Corrupción política
La cacería
En los últimos días hemos asistido a la operación de acoso y derribo de Rita Barberá por abrirle el Tribunal Supremo una investigación sobre su implicación en un presunto caso de financiación irregular del PP en Valencia por presunto blanqueo de 1.000 euros. Todos los partidos y medios de comunicación se han lanzado a pedir su cabeza, su renuncia a su condición de senadora, y a descalificarla personal y políticamente como si fuera la cabecilla de una trama dedicada a extorsionar a empresas a cambio de financiar sus campañas para permanecer en el Ayuntamiento como alcaldesa.
No sorprende esta actitud en los partidos de oposición y en los medios de comunicación contrarios, que ven en este asunto una oportunidad de desgastar al Gobierno y al PP, y seguir alimentando la ola inquisitorial contra los políticos, que ha conseguido implantar la idea de que el PP es un partido consustancial a la corrupción. Sorprende más que a esa misma actitud se hayan sumado, con mayor entusiasmo, dirigentes del PP y medios de comunicación afines.
Esos mismos días se ha conocido la petición del Fiscal de pedir auto de procesamiento contra los ex presidentes Chaves y Griñán –ya imputados– por el desvío de más de 700 millones en los ERE de Andalucía. La presidenta de la Junta y miembros relevantes del partido han salido a defender la honorabilidad de ambos y su confianza en que serán absueltos, pues «no se han enriquecido».
Argumenta algún propio contra Rita Barberá que «no es ejemplar mantenerse en el escaño para disfrutar de una posición de aforamiento», como si los miembros del máximo tribunal penal de nuestro país, al que se llega después de una larga carrera judicial y seguramente por méritos, tuvieran peor criterio que los tribunales inferiores, o fueran a realizar su tarea de manera no objetiva y/o al margen de la ley, lo que, si así fuera, descalificaría por escandaloso a quienes no han hecho desde su posición en el Parlamento y en el Gobierno nada para evitarlo estando a su alcance, y siguen sin plantearlo.

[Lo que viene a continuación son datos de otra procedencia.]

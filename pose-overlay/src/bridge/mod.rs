//! Bridge module - JS ↔ Rust communication
//!
//! All #[wasm_bindgen] entry points live here.
//! Re-exports only in mod.rs, logic in submodules.

mod animation;
mod app;
mod http;
mod video;

pub use animation::AnimationFrameScheduler;
pub use video::VideoElementSource;

#[cfg(target_arch = "wasm32")]
pub use app::attach_gpu_overlay;
pub use app::{
    analyze_video, attach_overlay, configure, detach_overlay, get_feedback_html, get_frame_count,
    get_rendered_frame, get_status_message, is_analyzing, reset_session,
};
//! Frame-index resolution - maps the playback clock onto landmark samples
//!
//! Samples are assumed evenly spread over the whole video, so the mapping is
//! proportional: sample `i` covers `[i/len, (i+1)/len)` of the duration.

/// Resolve which landmark frame corresponds to the current playback time.
///
/// ```text
/// progress = current_time / duration
/// index    = clamp(floor(progress * len), 0, len - 1)
/// ```
///
/// Returns `None` (skip this draw) for an empty sequence, an unknown or
/// non-positive duration, or an undefined current time.
pub fn resolve_frame_index(current_time: f64, duration: f64, len: usize) -> Option<usize> {
    if len == 0 || !duration.is_finite() || duration <= 0.0 || current_time.is_nan() {
        return None;
    }

    let progress = current_time / duration;
    let raw = (progress * len as f64).floor();

    // At current_time == duration raw == len; the clamp pulls it back in range
    let index = raw.clamp(0.0, (len - 1) as f64);
    Some(index as usize)
}
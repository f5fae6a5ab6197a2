//! Analysis service wire format
//!
//! Success: `{"message": "...", "landmarks": [[{x, y, z, visibility}, ...], ...], "feedback": ["..."]}`
//! Failure: `{"error": "..."}` with a 4xx/5xx status.

use crate::error::AnalysisError;
use crate::pose::LandmarkSequence;
use serde::Deserialize;

#[derive(Clone, Debug, Default, Deserialize)]
pub struct AnalysisResponse {
    #[serde(default)]
    pub message: Option<String>,
    #[serde(default)]
    pub landmarks: Option<LandmarkSequence>,
    /// `None` when the field is absent, distinct from an empty list
    #[serde(default)]
    pub feedback: Option<Vec<String>>,
    #[serde(default)]
    pub error: Option<String>,
}

impl AnalysisResponse {
    /// Decode a response body received with the given HTTP status
    pub fn from_http(status: u16, body: &str) -> Result<Self, AnalysisError> {
        if !(200..300).contains(&status) {
            let message = serde_json::from_str::<AnalysisResponse>(body)
                .ok()
                .and_then(|r| r.error)
                .unwrap_or_else(|| format!("HTTP {}", status));
            return Err(AnalysisError::Server { status, message });
        }

        let response: AnalysisResponse = serde_json::from_str(body)?;
        if let Some(message) = &response.error {
            return Err(AnalysisError::Server { status, message: message.clone() });
        }
        Ok(response)
    }

    /// Landmarks if at least one frame holds a detected pose
    pub fn detected_poses(&self) -> Option<&LandmarkSequence> {
        self.landmarks.as_ref().filter(|seq| seq.has_poses())
    }
}
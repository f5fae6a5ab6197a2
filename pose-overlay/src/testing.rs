//! In-memory host doubles for native tests

use crate::playback::{
    EventHandler, FrameCallback, FrameHandle, FrameScheduler, MediaEvent, MediaSource,
    SubscriptionId,
};
use crate::renderer::{Color, DrawSurface};
use std::cell::{Cell, RefCell};
use std::collections::VecDeque;
use std::rc::Rc;

/// One recorded surface operation
#[derive(Clone, Debug, PartialEq)]
pub enum DrawCall {
    Resize(u32, u32),
    Clear,
    LineWidth(f64),
    StrokeColor(Color),
    FillColor(Color),
    Line((f64, f64), (f64, f64)),
    Circle((f64, f64), f64),
    Present,
}

/// Surface that records every call instead of drawing
pub struct RecordingSurface {
    pub width: u32,
    pub height: u32,
    pub calls: Vec<DrawCall>,
}

impl RecordingSurface {
    pub fn new(width: u32, height: u32) -> Self {
        Self { width, height, calls: Vec::new() }
    }

    pub fn lines(&self) -> Vec<((f64, f64), (f64, f64))> {
        self.calls
            .iter()
            .filter_map(|c| match c {
                DrawCall::Line(a, b) => Some((*a, *b)),
                _ => None,
            })
            .collect()
    }

    pub fn circles(&self) -> Vec<((f64, f64), f64)> {
        self.calls
            .iter()
            .filter_map(|c| match c {
                DrawCall::Circle(p, r) => Some((*p, *r)),
                _ => None,
            })
            .collect()
    }

    pub fn style_calls(&self) -> Vec<DrawCall> {
        self.calls
            .iter()
            .filter(|c| matches!(c, DrawCall::LineWidth(_) | DrawCall::StrokeColor(_) | DrawCall::FillColor(_)))
            .cloned()
            .collect()
    }

    /// Number of completed renders
    pub fn renders(&self) -> usize {
        self.calls.iter().filter(|c| **c == DrawCall::Present).count()
    }
}

impl DrawSurface for RecordingSurface {
    fn size(&self) -> (u32, u32) {
        (self.width, self.height)
    }

    fn resize(&mut self, width: u32, height: u32) {
        self.width = width;
        self.height = height;
        self.calls.push(DrawCall::Resize(width, height));
    }

    fn clear(&mut self) {
        self.calls.push(DrawCall::Clear);
    }

    fn set_line_width(&mut self, width: f64) {
        self.calls.push(DrawCall::LineWidth(width));
    }

    fn set_stroke_color(&mut self, color: Color) {
        self.calls.push(DrawCall::StrokeColor(color));
    }

    fn set_fill_color(&mut self, color: Color) {
        self.calls.push(DrawCall::FillColor(color));
    }

    fn stroke_line(&mut self, from: (f64, f64), to: (f64, f64)) {
        self.calls.push(DrawCall::Line(from, to));
    }

    fn fill_circle(&mut self, center: (f64, f64), radius: f64) {
        self.calls.push(DrawCall::Circle(center, radius));
    }

    fn present(&mut self) {
        self.calls.push(DrawCall::Present);
    }
}

/// Scripted video player
pub struct FakeMedia {
    pub current_time: Cell<f64>,
    pub duration: Cell<f64>,
    pub natural_size: Cell<Option<(u32, u32)>>,
    pub paused: Cell<bool>,
    next_id: Cell<u64>,
    handlers: RefCell<Vec<(SubscriptionId, MediaEvent, Rc<RefCell<EventHandler>>)>>,
}

impl FakeMedia {
    pub fn new(duration: f64) -> Self {
        Self {
            current_time: Cell::new(0.0),
            duration: Cell::new(duration),
            natural_size: Cell::new(None),
            paused: Cell::new(true),
            next_id: Cell::new(0),
            handlers: RefCell::new(Vec::new()),
        }
    }

    pub fn subscription_count(&self) -> usize {
        self.handlers.borrow().len()
    }

    pub fn subscribed_events(&self) -> Vec<MediaEvent> {
        self.handlers.borrow().iter().map(|(_, e, _)| *e).collect()
    }

    /// Deliver an event to every current subscriber
    pub fn emit(&self, event: MediaEvent) {
        let targets: Vec<_> = self
            .handlers
            .borrow()
            .iter()
            .filter(|(_, e, _)| *e == event)
            .map(|(_, _, h)| Rc::clone(h))
            .collect();
        for handler in targets {
            (handler.borrow_mut())();
        }
    }

    pub fn load_metadata(&self, width: u32, height: u32) {
        self.natural_size.set(Some((width, height)));
        self.emit(MediaEvent::MetadataLoaded);
    }

    pub fn play(&self) {
        self.paused.set(false);
        self.emit(MediaEvent::Play);
    }

    pub fn pause(&self) {
        self.paused.set(true);
        self.emit(MediaEvent::Pause);
    }

    pub fn end(&self) {
        self.current_time.set(self.duration.get());
        self.paused.set(true);
        self.emit(MediaEvent::Pause);
        self.emit(MediaEvent::Ended);
    }

    pub fn seek(&self, time: f64) {
        self.current_time.set(time);
        self.emit(MediaEvent::Seeked);
    }
}

impl MediaSource for FakeMedia {
    fn current_time(&self) -> f64 {
        self.current_time.get()
    }

    fn duration(&self) -> f64 {
        self.duration.get()
    }

    fn natural_size(&self) -> Option<(u32, u32)> {
        self.natural_size.get()
    }

    fn is_paused(&self) -> bool {
        self.paused.get()
    }

    fn subscribe(&self, event: MediaEvent, handler: EventHandler) -> SubscriptionId {
        let id = SubscriptionId(self.next_id.get());
        self.next_id.set(id.0 + 1);
        self.handlers
            .borrow_mut()
            .push((id, event, Rc::new(RefCell::new(handler))));
        id
    }

    fn unsubscribe(&self, id: SubscriptionId) {
        self.handlers.borrow_mut().retain(|(sid, _, _)| *sid != id);
    }
}

/// Scheduler whose refreshes are fired by hand
#[derive(Default)]
pub struct ManualScheduler {
    next: Cell<i32>,
    queue: RefCell<VecDeque<(FrameHandle, FrameCallback)>>,
    pub requested: Cell<usize>,
    pub cancelled: Cell<usize>,
    /// Simulate a host that cannot retract an already-queued callback
    pub ignore_cancel: Cell<bool>,
}

impl ManualScheduler {
    pub fn new() -> Self {
        Self::default()
    }

    pub fn pending(&self) -> usize {
        self.queue.borrow().len()
    }

    /// Fire every callback queued before this refresh. Returns how many ran.
    pub fn tick(&self) -> usize {
        let due: Vec<_> = self.queue.borrow_mut().drain(..).collect();
        let count = due.len();
        for (_, callback) in due {
            callback();
        }
        count
    }
}

impl FrameScheduler for ManualScheduler {
    fn request_frame(&self, callback: FrameCallback) -> FrameHandle {
        let handle = FrameHandle(self.next.get());
        self.next.set(handle.0 + 1);
        self.requested.set(self.requested.get() + 1);
        self.queue.borrow_mut().push_back((handle, callback));
        handle
    }

    fn cancel_frame(&self, handle: FrameHandle) {
        if self.ignore_cancel.get() {
            return;
        }
        let mut queue = self.queue.borrow_mut();
        let before = queue.len();
        queue.retain(|(h, _)| *h != handle);
        if queue.len() < before {
            self.cancelled.set(self.cancelled.get() + 1);
        }
    }
}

La corrupción debe ser perseguida y sancionada cuando ha quedado demostrada judicialmente, pero es peligroso hacerlo antes sobre la base de meras investigaciones o informaciones policiales o de medios de comunicación. Igual que lo es establecer distinciones poniendo apellidos a las investigaciones o a las imputaciones, según se quiera defender, atacar o justificar al afectado, aunque no se haya demostrado enriquecimiento ilícito –como hasta el momento parece ser el caso de Rita Barberá–, o por el contrario se haya producido un perjuicio económico a las arcas públicas –como ha quedado acreditado en el caso de alguno de sus inquisidores–, que sin embargo se considera una cosa menor.
El editorial de El País escribía hace poco tiempo: «La opinión pública está agitada por informaciones poco contrastadas o incluso dirigidas. Se persigue con saña cualquier atisbo de delito, sospecha de corrupción, informaciones dudosas o sin confirmar. La persecución adopta maneras inquisitoriales. La presión de informaciones poco matizadas conduce al desprestigio social del aludido y complican la gestión jurídica imparcial de su caso. Se bordea el linchamiento moral con la contribución de algunos medios de comunicación».
Convendría predicar con el ejemplo. Que los partidos acordaran adoptar medidas en los casos en los que los tribunales hayan determinado la posible existencia de un delito con la apertura del juicio oral, sin avanzar una imputación interesada por razones partidistas aprovechando el mal funcionamiento de la policía judicial y los tribunales de justicia con filtraciones generalmente interesadas, y el escándalo en el que viven instalados gran parte de medios de comunicación, y que estos recuperasen el rigor y la responsabilidad para centrarse en los hechos consumados, evitando el linchamiento social y la condena pública precipitada e injusta que tanto daño hace a las personas, a las instituciones y a nuestro sistema democrático.